Cash and cash equivalents  $81,868 
Accounts receivable   83,533 
Inventory   136,062 
Prepaid expenses and other current assets   1,261 
Property, plant and equipment   165,109 
Operating lease assets   9,768 
Goodwill   1,596,083 
Other intangible assets   1,385,082 
Other noncurrent assets   3,697 
Accounts payable   (69,263)
Accrued rebates   (30,184)
Accrued expenses and other current liabilities   (44,766)
Deferred tax liabilities   (298,618)
Other noncurrent liabilities   (56,989)
Net assets acquired   2,962,643 
Less cash received   81,868 
Net consideration  $2,880,775 

 

The goodwill associated with this acquisition is the result of expected synergies from combining the operations of the acquired business with the Company’s operations, and intangible assets that do not qualify for separate recognition, such as an assembled workforce. $44,941 of the acquired goodwill is deductible for tax purposes.

 

The fair value of the identifiable intangible assets of $1,385,082, consisting primarily of customer relationships and trade names, was determined using the income approach. Specifically, a multi-period, excess earnings method was utilized for the customer relationships and the relief-from-royalty method was utilized for the trade name.

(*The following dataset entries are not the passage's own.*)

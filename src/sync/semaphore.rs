/*
 * Counting Semaphore
 *
 * A semaphore is a nonnegative counter with two atomic operations: down
 * waits for the value to become positive and decrements it, up increments
 * it and wakes one waiter.
 *
 * Waiters are kept ordered by descending priority, and the list is
 * re-sorted before every wake: a donation may have raised a waiter's
 * priority after it queued, and the highest-priority waiter must win
 * regardless of when it arrived.
 */

use spin::Mutex;

use crate::intr;
use crate::scheduler::{self, ThreadId};

struct SemaInner {
    value: u32,
    /// Blocked threads, ordered by descending priority at insertion time;
    /// re-sorted by current priority before each pop.
    waiters: Vec<ThreadId>,
}

/// Counting semaphore with priority-ordered waiters.
pub struct Semaphore {
    inner: Mutex<SemaInner>,
}

impl Semaphore {
    /// Create a semaphore with the given initial value.
    pub const fn new(value: u32) -> Self {
        Self {
            inner: Mutex::new(SemaInner {
                value,
                waiters: Vec::new(),
            }),
        }
    }

    /// Down or "P": wait until the value is positive, then decrement it.
    ///
    /// May block, so it must not be called from the interrupt handler. Like
    /// every wake here, the wait is Mesa-style: a woken thread re-checks
    /// the value and may find that a faster thread already took it.
    pub fn down(&self) {
        let (kernel, cur) = scheduler::current_ctx();
        assert!(!intr::in_handler(), "cannot down a semaphore inside the interrupt handler");

        let old = intr::disable();
        loop {
            let mut inner = self.inner.lock();
            if inner.value > 0 {
                inner.value -= 1;
                break;
            }

            // queue behind waiters of equal or higher priority
            let pos = {
                let sched = kernel.sched.lock();
                let my_priority = sched.thread(cur).priority;
                inner
                    .waiters
                    .iter()
                    .position(|&w| sched.thread(w).priority < my_priority)
                    .unwrap_or(inner.waiters.len())
            };
            inner.waiters.insert(pos, cur);
            drop(inner);

            scheduler::block(&kernel);
        }
        intr::set_level(old);
    }

    /// Down without waiting. Returns true if the value was decremented.
    ///
    /// Never blocks, so it may be called from the interrupt handler.
    pub fn try_down(&self) -> bool {
        let old = intr::disable();
        let mut inner = self.inner.lock();
        let taken = if inner.value > 0 {
            inner.value -= 1;
            true
        } else {
            false
        };
        drop(inner);
        intr::set_level(old);
        taken
    }

    /// Up or "V": increment the value and wake the highest-priority waiter.
    ///
    /// If the woken thread outranks the caller, the caller yields; from the
    /// interrupt handler the yield is deferred to the handler's return.
    pub fn up(&self) {
        let (kernel, cur) = scheduler::current_ctx();

        let old = intr::disable();
        let mut inner = self.inner.lock();
        inner.value += 1;

        let woken = if inner.waiters.is_empty() {
            None
        } else {
            // donations may have changed priorities since insertion
            {
                let sched = kernel.sched.lock();
                inner
                    .waiters
                    .sort_by_key(|&w| core::cmp::Reverse(sched.thread(w).priority));
            }
            Some(inner.waiters.remove(0))
        };
        drop(inner);

        let mut preempt = false;
        if let Some(next) = woken {
            scheduler::unblock(&kernel, next);
            let sched = kernel.sched.lock();
            preempt = sched.thread(next).priority > sched.thread(cur).priority;
        }
        intr::set_level(old);

        if preempt {
            if intr::in_handler() {
                intr::yield_on_return();
            } else {
                scheduler::yield_now();
            }
        }
    }

    /// Current value, for diagnostics. Stale as soon as it is read.
    pub fn value(&self) -> u32 {
        self.inner.lock().value
    }

    /// Number of queued waiters, for diagnostics.
    pub fn waiter_count(&self) -> usize {
        self.inner.lock().waiters.len()
    }
}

The fair value of the customer relationships, $1,185,000, is being amortized based on the economic pattern of benefit over a period of 24 years; the fair value of the trade names, $200,000, is being amortized on a straight-line basis over a 26-year term. These amortization periods represent the estimated useful lives of the assets.

 

The results of operations for Dodge have been included in the Company’s financial statements for the period subsequent to the completion of the acquisition on November 1, 2021. Dodge contributed $174,765 of revenue and $37,532 of operating income for the three months ended December 31, 2022. Dodge contributed $544,505 of revenue and $106,178 of operating income for the nine months ended December 31, 2022. Dodge contributed $109,976 of revenue and $5,348 of operating income for both the three and nine months ended January 1, 2022.

 

The following table reflects the unaudited pro forma operating results of the Company for the three- and nine-month fiscal periods ended January 1, 2022, which gives effect to the acquisition of Dodge as if it had been acquired on March 29, 2020. The pro forma results are based on assumptions that the Company believes are reasonable under the circumstances. The pro forma results are not necessarily indicative of the operating results that would have occurred had the acquisition been effective March 29, 2020, nor are they intended to be indicative of results that may occur in the future. The underlying pro forma information includes the historical financial results of the Company and the acquired business adjusted for certain items such as amortization of acquired intangible assets and acquisition costs incurred. The pro forma information does not include the effects of any synergies, cost reduction initiatives or anticipated integration costs related to the acquisitions.

 

   Three Months Ended   Nine Months Ended 
   January 1, 2022   January 1, 2022 
         
Net sales  $319,100   $968,680 
Net income  $18,567   $62,990 

 

Upon closing, the Company entered into a transition services agreement (the “Dodge TSA”) with ABB, pursuant to which ABB agreed to support the information technology, human resources and benefits, finance, tax and treasury functions of the Dodge business for six to 12 months. Substantially all services under the Dodge TSA terminated on November 1, 2022. Costs associated with the Dodge TSA were $1,241 and $8,945 for the three and nine months ended December 31, 2022, respectively, and are included in other, net on the Company’s consolidated statement of operations. Since the purchase of the Dodge business on November 1, 2021, costs associated with the Dodge TSA were $16,948 through December 31, 2022.